PEREGRINAÇÃO ECUMÊNICA DO PAPA FRANCISCO A GENEBRA
POR OCASIÃO DO 70º ANIVERSÁRIO DA FUNDAÇÃO
DO CONSELHO MUNDIAL DAS IGREJAS
Oração Ecumênica
Centro Ecumênico WCC – Genebra
Quinta-feira, 21 de junho de 2018
Amados irmãos e irmãs!
Ouvimos as palavras do apóstolo Paulo aos Gálatas, a braços com transtornos e lutas internas. De facto, havia grupos que se contrapunham e acusavam mutuamente. É neste contexto que por duas vezes, em poucos versículos, o apóstolo convida a «caminhar segundo o Espírito» (cf. Gal 5, 16.25).
Caminhar: o homem é um ser a caminho. Durante toda a vida, é chamado a pôr-se a caminho, saindo continuamente donde se encontra: desde quando sai do ventre da mãe e vai passando duma idade da vida a outra; desde que deixa a casa dos pais até quando sai desta existência terrena. O caminho é uma metáfora que revela o sentido da vida humana, duma vida que não se basta a si mesma, mas está sempre à procura de algo mais. O coração convida-nos a caminhar, a alcançar uma meta.

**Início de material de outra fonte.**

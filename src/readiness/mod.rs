//! Parser for free-form readiness status strings.
//!
//! Migration readiness exports carry a status column of the shape
//! `State: Ready; Files: 1204; Blocked: invalid characters`, i.e. `key:
//! value` pairs separated by `;`. This module gives that text an explicit
//! grammar and a typed result; a malformed row is a recoverable error the
//! caller records, never a crash.

use std::collections::BTreeMap;
use thiserror::Error;

#[derive(Error, Debug, PartialEq, Eq)]
pub enum StatusParseError {
    #[error("segment '{0}' has no ':' delimiter")]
    MissingDelimiter(String),

    #[error("segment '{0}' has an empty key")]
    EmptyKey(String),

    #[error("status string is empty")]
    Empty,
}

/// Migration state distilled from the status fields.
#[derive(Debug, Clone, PartialEq, Eq)]
pub enum ReadinessState {
    Ready,
    Blocked,
    NeedsReview,
    /// A state value we don't recognize, preserved verbatim.
    Other(String),
}

impl ReadinessState {
    fn parse(raw: &str) -> Self {
        match raw.to_ascii_lowercase().as_str() {
            "ready" => ReadinessState::Ready,
            "blocked" => ReadinessState::Blocked,
            "needs review" | "needsreview" | "review" => ReadinessState::NeedsReview,
            _ => ReadinessState::Other(raw.to_string()),
        }
    }
}

impl std::fmt::Display for ReadinessState {
    fn fmt(&self, f: &mut std::fmt::Formatter<'_>) -> std::fmt::Result {
        match self {
            ReadinessState::Ready => write!(f, "ready"),
            ReadinessState::Blocked => write!(f, "blocked"),
            ReadinessState::NeedsReview => write!(f, "needs review"),
            ReadinessState::Other(raw) => write!(f, "{}", raw),
        }
    }
}

/// One parsed readiness row.
#[derive(Debug, Clone, PartialEq, Eq)]
pub struct ReadinessRecord {
    pub identity: String,
    pub state: ReadinessState,
    pub fields: BTreeMap<String, String>,
}

/// Parse a status string into its fields.
///
/// Grammar: `pair (';' pair)*` where `pair` is `key ':' value`; whitespace
/// around keys, values, and separators is insignificant, empty segments
/// (trailing `;`) are allowed, and a repeated key keeps its last value.
pub fn parse_status_fields(raw: &str) -> Result<BTreeMap<String, String>, StatusParseError> {
    if raw.trim().is_empty() {
        return Err(StatusParseError::Empty);
    }

    let mut fields = BTreeMap::new();

    for segment in raw.split(';') {
        let segment = segment.trim();
        if segment.is_empty() {
            continue;
        }

        let Some(pos) = segment.find(':') else {
            return Err(StatusParseError::MissingDelimiter(segment.to_string()));
        };

        let key = segment[..pos].trim();
        if key.is_empty() {
            return Err(StatusParseError::EmptyKey(segment.to_string()));
        }
        let value = segment[pos + 1..].trim();

        fields.insert(key.to_string(), value.to_string());
    }

    Ok(fields)
}

/// Parse a full row: the identity plus its status string. The state is read
/// from a `State` (or `Status`) field; rows without one are `Other("")`.
pub fn parse_record(identity: &str, raw: &str) -> Result<ReadinessRecord, StatusParseError> {
    let fields = parse_status_fields(raw)?;

    let state = fields
        .get("State")
        .or_else(|| fields.get("Status"))
        .map(|v| ReadinessState::parse(v))
        .unwrap_or_else(|| ReadinessState::Other(String::new()));

    Ok(ReadinessRecord {
        identity: identity.to_string(),
        state,
        fields,
    })
}

#[cfg(test)]
mod tests {
    use super::*;

    #[test]
    fn parses_key_value_pairs() {
        let fields = parse_status_fields("State: Ready; Files: 1204; Size: 3.2 GB").unwrap();
        assert_eq!(fields.get("State").map(String::as_str), Some("Ready"));
        assert_eq!(fields.get("Files").map(String::as_str), Some("1204"));
        assert_eq!(fields.len(), 3);
    }

    #[test]
    fn trailing_separator_and_whitespace_are_fine() {
        let fields = parse_status_fields("  State :Blocked ;  Reason: invalid characters ; ").unwrap();
        assert_eq!(fields.get("State").map(String::as_str), Some("Blocked"));
        assert_eq!(
            fields.get("Reason").map(String::as_str),
            Some("invalid characters")
        );
    }

    #[test]
    fn value_may_contain_colons() {
        let fields = parse_status_fields("Url: https://contoso.test/path").unwrap();
        assert_eq!(
            fields.get("Url").map(String::as_str),
            Some("https://contoso.test/path")
        );
    }

    #[test]
    fn repeated_key_keeps_last_value() {
        let fields = parse_status_fields("State: Ready; State: Blocked").unwrap();
        assert_eq!(fields.get("State").map(String::as_str), Some("Blocked"));
    }

    #[test]
    fn segment_without_delimiter_is_an_error() {
        let err = parse_status_fields("State: Ready; garbage").unwrap_err();
        assert_eq!(err, StatusParseError::MissingDelimiter("garbage".into()));
    }

    #[test]
    fn empty_key_is_an_error() {
        let err = parse_status_fields(": Ready").unwrap_err();
        assert_eq!(err, StatusParseError::EmptyKey(": Ready".into()));
    }

    #[test]
    fn empty_status_is_an_error() {
        assert_eq!(parse_status_fields("   ").unwrap_err(), StatusParseError::Empty);
    }

    #[test]
    fn record_reads_state_field() {
        let record = parse_record("a@x.com", "State: Needs Review; Files: 3").unwrap();
        assert_eq!(record.state, ReadinessState::NeedsReview);
        assert_eq!(record.identity, "a@x.com");

        let record = parse_record("b@x.com", "Status: Migrating; Files: 9").unwrap();
        assert_eq!(record.state, ReadinessState::Other("Migrating".into()));
    }
}
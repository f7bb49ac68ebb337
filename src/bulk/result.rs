//! Per-item results and the finalized run summary.

use crate::bulk::{OperationError, Payload};
use crate::error::FailureKind;
use chrono::{DateTime, Utc};
use serde::Serialize;

#[derive(Debug, Clone, Copy, PartialEq, Eq, Serialize)]
#[serde(rename_all = "camelCase")]
pub enum Outcome {
    Succeeded,
    Failed,
    /// Never attempted because the run was cancelled first.
    Skipped,
}

impl std::fmt::Display for Outcome {
    fn fmt(&self, f: &mut std::fmt::Formatter<'_>) -> std::fmt::Result {
        match self {
            Outcome::Succeeded => write!(f, "succeeded"),
            Outcome::Failed => write!(f, "failed"),
            Outcome::Skipped => write!(f, "skipped"),
        }
    }
}

/// Final status of one identity.
///
/// `error` is present iff the outcome is `Failed`; `attempts` is zero only
/// for `Skipped` and otherwise between 1 and `1 + max_retries`.
#[derive(Debug, Clone, Serialize)]
#[serde(rename_all = "camelCase")]
pub struct OperationResult {
    pub identity: String,
    pub outcome: Outcome,
    pub attempts: u32,
    #[serde(skip_serializing_if = "Option::is_none")]
    pub error: Option<String>,
    #[serde(skip_serializing_if = "Option::is_none")]
    pub failure_kind: Option<FailureKind>,
    #[serde(skip_serializing_if = "Payload::is_empty")]
    pub payload: Payload,
    pub finished_at: DateTime<Utc>,
}

impl OperationResult {
    pub fn succeeded(identity: impl Into<String>, attempts: u32, payload: Payload) -> Self {
        Self {
            identity: identity.into(),
            outcome: Outcome::Succeeded,
            attempts,
            error: None,
            failure_kind: None,
            payload,
            finished_at: Utc::now(),
        }
    }

    pub fn failed(identity: impl Into<String>, attempts: u32, error: OperationError) -> Self {
        Self {
            identity: identity.into(),
            outcome: Outcome::Failed,
            attempts,
            error: Some(error.message),
            failure_kind: Some(error.kind),
            payload: Payload::new(),
            finished_at: Utc::now(),
        }
    }

    pub fn skipped(identity: impl Into<String>) -> Self {
        Self {
            identity: identity.into(),
            outcome: Outcome::Skipped,
            attempts: 0,
            error: None,
            failure_kind: None,
            payload: Payload::new(),
            finished_at: Utc::now(),
        }
    }

    pub fn is_success(&self) -> bool {
        self.outcome == Outcome::Succeeded
    }
}

/// The immutable record of one bulk run. Counts are derived from `results`;
/// there is no other tally anywhere.
#[derive(Debug, Clone, Serialize)]
#[serde(rename_all = "camelCase")]
pub struct RunSummary {
    pub total: usize,
    pub succeeded: usize,
    pub failed: usize,
    pub skipped: usize,
    pub started_at: DateTime<Utc>,
    pub finished_at: DateTime<Utc>,
    pub results: Vec<OperationResult>,
}

impl RunSummary {
    pub fn elapsed(&self) -> chrono::Duration {
        self.finished_at - self.started_at
    }
}

/// Accumulates results in input order; `finish` closes the timestamps and
/// folds the counts.
pub(crate) struct RunSummaryBuilder {
    started_at: DateTime<Utc>,
    results: Vec<OperationResult>,
}

impl RunSummaryBuilder {
    pub(crate) fn new() -> Self {
        Self {
            started_at: Utc::now(),
            results: Vec::new(),
        }
    }

    pub(crate) fn push(&mut self, result: OperationResult) {
        self.results.push(result);
    }

    pub(crate) fn finish(self) -> RunSummary {
        let (succeeded, failed, skipped) =
            self.results
                .iter()
                .fold((0, 0, 0), |(s, f, k), r| match r.outcome {
                    Outcome::Succeeded => (s + 1, f, k),
                    Outcome::Failed => (s, f + 1, k),
                    Outcome::Skipped => (s, f, k + 1),
                });

        RunSummary {
            total: self.results.len(),
            succeeded,
            failed,
            skipped,
            started_at: self.started_at,
            finished_at: Utc::now(),
            results: self.results,
        }
    }
}

#[cfg(test)]
mod tests {
    use super::*;

    #[test]
    fn error_present_iff_failed() {
        let ok = OperationResult::succeeded("a@x.com", 1, Payload::new());
        assert!(ok.error.is_none() && ok.failure_kind.is_none());

        let failed = OperationResult::failed(
            "b@x.com",
            3,
            OperationError::new(FailureKind::Transient, "throttled"),
        );
        assert_eq!(failed.error.as_deref(), Some("throttled"));
        assert_eq!(failed.failure_kind, Some(FailureKind::Transient));

        let skipped = OperationResult::skipped("c@x.com");
        assert!(skipped.error.is_none());
        assert_eq!(skipped.attempts, 0);
    }

    #[test]
    fn counts_fold_from_results() {
        let mut builder = RunSummaryBuilder::new();
        builder.push(OperationResult::succeeded("a", 1, Payload::new()));
        builder.push(OperationResult::failed(
            "b",
            1,
            OperationError::new(FailureKind::Permanent, "denied"),
        ));
        builder.push(OperationResult::succeeded("c", 2, Payload::new()));
        builder.push(OperationResult::skipped("d"));

        let summary = builder.finish();
        assert_eq!(summary.total, 4);
        assert_eq!(summary.succeeded, 2);
        assert_eq!(summary.failed, 1);
        assert_eq!(summary.skipped, 1);
        assert_eq!(
            summary.succeeded + summary.failed + summary.skipped,
            summary.total
        );
        assert!(summary.finished_at >= summary.started_at);
    }

    #[test]
    fn failed_results_serialize_without_payload_key() {
        let failed = OperationResult::failed(
            "b@x.com",
            1,
            OperationError::new(FailureKind::NotFound, "no such user"),
        );
        let json = serde_json::to_value(&failed).unwrap();
        assert!(json.get("payload").is_none());
        assert_eq!(json["failureKind"], "notFound");
    }
}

Mas caminhar requer disciplina, causa fadiga; é necessária paciência diária e treinamento constante. É preciso renunciar a tantas estradas, para se escolher a que conduz à meta e mantê-la viva na memória para não se extraviar dela. Meta e memória. Caminhar requer a humildade de rever os próprios passos, quando for necessário, e a solicitude pelos companheiros de viagem, porque só se caminha bem juntos. Em suma, caminhar exige uma conversão contínua de si mesmo. É por isso que muitos desistem, preferindo a tranquilidade doméstica, onde pode cuidar comodamente dos seus negócios sem se expor aos riscos da viagem. Mas, assim, prende-se a seguranças efémeras, que não dão aquela paz e aquela alegria por que aspira o coração e que se encontram apenas saindo de si próprio.
A isto nos chama Deus, desde os primórdios. Já pedira a Abraão para deixar a sua terra, pondo-se a caminho armado apenas de confiança em Deus (cf. Gn 12, 1). De igual modo Moisés, Pedro e Paulo, e todos os amigos do Senhor viveram caminhando. Mas foi sobretudo Jesus que nos deu o exemplo. Por nós, saiu da sua condição divina (cf. Flp 2, 6-7) e desceu para caminhar entre nós, Ele que é o Caminho (cf. Jo 14, 6). Senhor e Mestre, fez-Se peregrino e hóspede no meio de nós. Tendo regressado ao Pai, deu-nos o seu próprio Espírito, para que também nós tenhamos a força de caminhar na sua direção, de realizar o que Paulo pede: caminhar segundo o Espírito.
Segundo o Espírito: se todo o homem é um ser a caminho e, fechando-se em si mesmo, renega a sua vocação, muito mais o cristão. Porque a vida cristã – assinala Paulo – depara-se com uma alternativa inconciliável: caminhar no Espírito, atendo-se ao traçado inaugurado pelo Batismo, ou «realizar os apetites da carne» (cf. Gal 5, 16). Que significa esta última expressão? Significa tentar realizar-se seguindo o caminho da acumulação de bens, a lógica do egoísmo, segundo a qual o homem procura, aqui e agora, agarrar tudo o que lhe apetece. Não se deixa levar docilmente para onde Deus indica, mas segue a própria rota. Temos diante dos olhos as consequências deste percurso trágico: na sua voracidade de coisas, o homem perde de vista os companheiros de viagem; em consequência, pelas estradas do mundo reina uma grande indiferença. Impelido pelos seus instintos, torna-se escravo dum consumismo desenfreado; em consequência, a voz de Deus é silenciada, os outros – sobretudo se incapazes de caminhar pelo próprio pé como bebés e idosos – são descartados porque importunos, a criação serve apenas para produzir à medida das necessidades.